This is a serious failure and indicates a failed head or heads. It could also mean that your drive has suffered from platter damage if a head crash has occurred. Either way, this is a job for the pros. The drive will need to be opened in a clean room environment in a lab and a replacement head assembly fitted in order to try and recover your data. If your drive is clicking, it’s best power it off and leave it in this state until you can send it to a professional recovery company. Powering it up in this state could degrade the disk further, to the extent that it\’s no longer recoverable.
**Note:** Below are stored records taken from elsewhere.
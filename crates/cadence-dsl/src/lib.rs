use std::collections::{HashMap, HashSet};

use cadence_types::{Branch, IoContract, Plan, Step};
use once_cell::sync::Lazy;
use regex::Regex;
use thiserror::Error;

static CAPABILITY_RE: Lazy<Regex> =
    Lazy::new(|| Regex::new(cadence_types::CAPABILITY_PATTERN).expect("valid pattern"));

#[derive(Debug, Error, Clone, PartialEq, Eq)]
pub enum ValidationError {
    #[error("field '{field}' is invalid: {reason}")]
    InvalidField { field: String, reason: String },
    #[error("missing required field '{field}'")]
    MissingField { field: String },
    #[error("step '{step_id}' depends on unknown step '{depends_on}'")]
    UnknownDependency { step_id: String, depends_on: String },
    #[error("step '{step_id}' depends on itself")]
    SelfDependency { step_id: String },
    #[error("dependency graph contains a cycle through step '{step_id}'")]
    CyclicDependency { step_id: String },
}

fn invalid(field: impl Into<String>, reason: impl Into<String>) -> ValidationError {
    ValidationError::InvalidField {
        field: field.into(),
        reason: reason.into(),
    }
}

/// Normalizes defaults (priority=5, retry=2, timeout=300000, already the
/// struct defaults in `cadence-types`) and checks the structural
/// invariants from the data model.
pub fn validate_plan(plan: &Plan) -> Result<(), ValidationError> {
    if plan.id.trim().is_empty() {
        return Err(ValidationError::MissingField {
            field: "id".into(),
        });
    }
    if plan.goal.trim().is_empty() {
        return Err(ValidationError::MissingField {
            field: "goal".into(),
        });
    }
    if plan.owner.trim().is_empty() {
        return Err(ValidationError::MissingField {
            field: "owner".into(),
        });
    }
    if plan.priority > 10 {
        return Err(invalid("priority", "must be in [0, 10]"));
    }
    if let Some(max_cost) = plan.budget.max_cost {
        if max_cost < 0.0 {
            return Err(invalid("budget.max_cost", "must be non-negative"));
        }
    }
    Ok(())
}

pub fn validate_io_contract(contract: &IoContract) -> Result<(), ValidationError> {
    for field in &contract.required_fields {
        if field.trim().is_empty() {
            return Err(invalid("contract.required_fields", "entries must be non-empty"));
        }
    }
    Ok(())
}

pub fn validate_step(step: &Step) -> Result<(), ValidationError> {
    if step.id.trim().is_empty() {
        return Err(ValidationError::MissingField { field: "id".into() });
    }
    if !CAPABILITY_RE.is_match(&step.capability) {
        return Err(invalid(
            "capability",
            "must match [a-z0-9_.-]+ (dotted namespace form)",
        ));
    }
    if step.priority > 10 {
        return Err(invalid("priority", "must be in [0, 10]"));
    }
    if step.timeout_ms == 0 {
        return Err(invalid("timeout_ms", "must be positive"));
    }
    if step.dependencies.contains(&step.id) {
        return Err(ValidationError::SelfDependency {
            step_id: step.id.clone(),
        });
    }
    validate_io_contract(&step.contract)?;
    Ok(())
}

/// Validates a full step set: each step individually, that every
/// declared dependency resolves to a step present in the same set, and
/// that the dependency graph is acyclic.
pub fn validate_steps(steps: &[Step]) -> Result<(), ValidationError> {
    let ids: HashSet<&str> = steps.iter().map(|s| s.id.as_str()).collect();
    for step in steps {
        validate_step(step)?;
        for dep in &step.dependencies {
            if !ids.contains(dep.as_str()) {
                return Err(ValidationError::UnknownDependency {
                    step_id: step.id.clone(),
                    depends_on: dep.clone(),
                });
            }
        }
    }
    check_acyclic(steps)
}

#[derive(Clone, Copy, PartialEq, Eq)]
enum VisitState {
    Visiting,
    Done,
}

/// DFS over the dependency edges (`step -> step.dependencies`), reporting
/// the first step found on a back-edge cycle.
fn check_acyclic(steps: &[Step]) -> Result<(), ValidationError> {
    let by_id: HashMap<&str, &Step> = steps.iter().map(|s| (s.id.as_str(), s)).collect();
    let mut state: HashMap<&str, VisitState> = HashMap::new();

    for step in steps {
        if !state.contains_key(step.id.as_str()) {
            visit(step, &by_id, &mut state)?;
        }
    }
    Ok(())
}

fn visit<'a>(
    step: &'a Step,
    by_id: &HashMap<&'a str, &'a Step>,
    state: &mut HashMap<&'a str, VisitState>,
) -> Result<(), ValidationError> {
    state.insert(step.id.as_str(), VisitState::Visiting);
    for dep in &step.dependencies {
        match state.get(dep.as_str()) {
            Some(VisitState::Visiting) => {
                return Err(ValidationError::CyclicDependency {
                    step_id: step.id.clone(),
                })
            }
            Some(VisitState::Done) => continue,
            None => {
                if let Some(dep_step) = by_id.get(dep.as_str()) {
                    visit(dep_step, by_id, state)?;
                }
            }
        }
    }
    state.insert(step.id.as_str(), VisitState::Done);
    Ok(())
}

pub fn validate_branch(branch: &Branch) -> Result<(), ValidationError> {
    if branch.id.trim().is_empty() {
        return Err(ValidationError::MissingField { field: "id".into() });
    }
    if !(0.0..=1.0).contains(&branch.score) {
        return Err(invalid("score", "must be in [0, 1]"));
    }
    if branch.step_ids.is_empty() {
        return Err(invalid("step_ids", "a branch must reference at least one step"));
    }
    Ok(())
}

/// A step is ready when every dependency id is already in `completed_ids`
/// and the step itself is still `todo`.
pub fn is_step_ready(step: &Step, completed_ids: &HashSet<String>) -> bool {
    step.status == cadence_types::StepStatus::Todo
        && step.dependencies.iter().all(|d| completed_ids.contains(d))
}

/// Groups ready steps by their `parallel_group`; steps without a group
/// each form a singleton group keyed by their own id, so callers can
/// treat "all members of a group" uniformly.
pub fn get_parallel_groups<'a>(steps: &'a [Step]) -> HashMap<String, Vec<&'a Step>> {
    let mut groups: HashMap<String, Vec<&Step>> = HashMap::new();
    for step in steps {
        let key = step.parallel_group.clone().unwrap_or_else(|| step.id.clone());
        groups.entry(key).or_default().push(step);
    }
    groups
}

/// `step.priority + (critical ? 3 : 0) + plan.priority * 0.1`, clamped to
/// `[0, 10]`.
pub fn calculate_step_priority(step: &Step, plan: &Plan) -> f64 {
    let raw = step.priority as f64
        + if step.critical { 3.0 } else { 0.0 }
        + plan.priority as f64 * 0.1;
    raw.clamp(0.0, 10.0)
}

#[cfg(test)]
mod tests {
    use super::*;
    use cadence_types::{LeaseFields, PlanBudget, PlanStatus, StepStatus};

    fn base_step(id: &str) -> Step {
        Step {
            id: id.into(),
            plan_id: "p1".into(),
            capability: "context.build".into(),
            critical: false,
            priority: 5,
            contract: IoContract::default(),
            constraints: None,
            dependencies: HashSet::new(),
            parallel_group: None,
            timeout_ms: 300_000,
            retry_count: 2,
            status: StepStatus::Todo,
            assignee: None,
            lease: LeaseFields::default(),
            branch: None,
            parent_step_id: None,
            order_index: 0,
            created_at: 0,
            updated_at: 0,
            metadata: HashMap::new(),
        }
    }

    fn base_plan() -> Plan {
        Plan {
            id: "p1".into(),
            goal: "ship the thing".into(),
            context: HashMap::new(),
            budget: PlanBudget::default(),
            owner: "alice".into(),
            priority: 5,
            deadline: None,
            status: PlanStatus::Active,
            created_at: 0,
            updated_at: 0,
        }
    }

    #[test]
    fn rejects_bad_capability_names() {
        let mut step = base_step("s1");
        step.capability = "Context/Build".into();
        assert!(validate_step(&step).is_err());
    }

    #[test]
    fn rejects_self_dependency() {
        let mut step = base_step("s1");
        step.dependencies.insert("s1".into());
        assert_eq!(
            validate_step(&step),
            Err(ValidationError::SelfDependency { step_id: "s1".into() })
        );
    }

    #[test]
    fn detects_unknown_dependency_across_the_set() {
        let mut step = base_step("s2");
        step.dependencies.insert("s-missing".into());
        let err = validate_steps(&[base_step("s1"), step]).unwrap_err();
        assert!(matches!(err, ValidationError::UnknownDependency { .. }));
    }

    #[test]
    fn priority_is_clamped() {
        let mut step = base_step("s1");
        step.priority = 10;
        step.critical = true;
        let plan = base_plan();
        assert_eq!(calculate_step_priority(&step, &plan), 10.0);
    }

    #[test]
    fn parallel_groups_singleton_fallback() {
        let s1 = base_step("s1");
        let mut s2 = base_step("s2");
        s2.parallel_group = Some("g1".into());
        let mut s3 = base_step("s3");
        s3.parallel_group = Some("g1".into());
        let groups = get_parallel_groups(&[s1, s2, s3]);
        assert_eq!(groups.len(), 2);
        assert_eq!(groups.get("g1").map(|v| v.len()), Some(2));
    }

    #[test]
    fn detects_a_two_step_cycle() {
        let mut s1 = base_step("s1");
        s1.dependencies.insert("s2".into());
        let mut s2 = base_step("s2");
        s2.dependencies.insert("s1".into());
        let err = validate_steps(&[s1, s2]).unwrap_err();
        assert!(matches!(err, ValidationError::CyclicDependency { .. }));
    }

    #[test]
    fn accepts_a_diamond_shaped_graph() {
        let s1 = base_step("s1");
        let mut s2 = base_step("s2");
        s2.dependencies.insert("s1".into());
        let mut s3 = base_step("s3");
        s3.dependencies.insert("s1".into());
        let mut s4 = base_step("s4");
        s4.dependencies.insert("s2".into());
        s4.dependencies.insert("s3".into());
        assert!(validate_steps(&[s1, s2, s3, s4]).is_ok());
    }

    #[test]
    fn readiness_requires_all_dependencies_complete() {
        let mut step = base_step("s2");
        step.dependencies.insert("s1".into());
        let mut completed = HashSet::new();
        assert!(!is_step_ready(&step, &completed));
        completed.insert("s1".to_string());
        assert!(is_step_ready(&step, &completed));
    }
}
How to Recover Data When Your Hard Drive

Pictured: A hard drive that experienced a head crash and made a deep scratch. This can render a drive unrecoverable.
If Your Drives Spins Ups and Is Detected by Your Computer, But Hangs When You Try to Access It

This usually means that the magnetic media is degraded. Basically, there are a large amount of bad sectors that the drive is trying to read, failing to do so, and hanging. This is a common problem that occurs over time and can be worked around, but only with professional data recovery equipment, more specifically a hard imager. If you look at the SMART values of the drive you’ll notice and large amount of reallocated sectors to confirm your suspicions. If the data is important then send it off to the pros.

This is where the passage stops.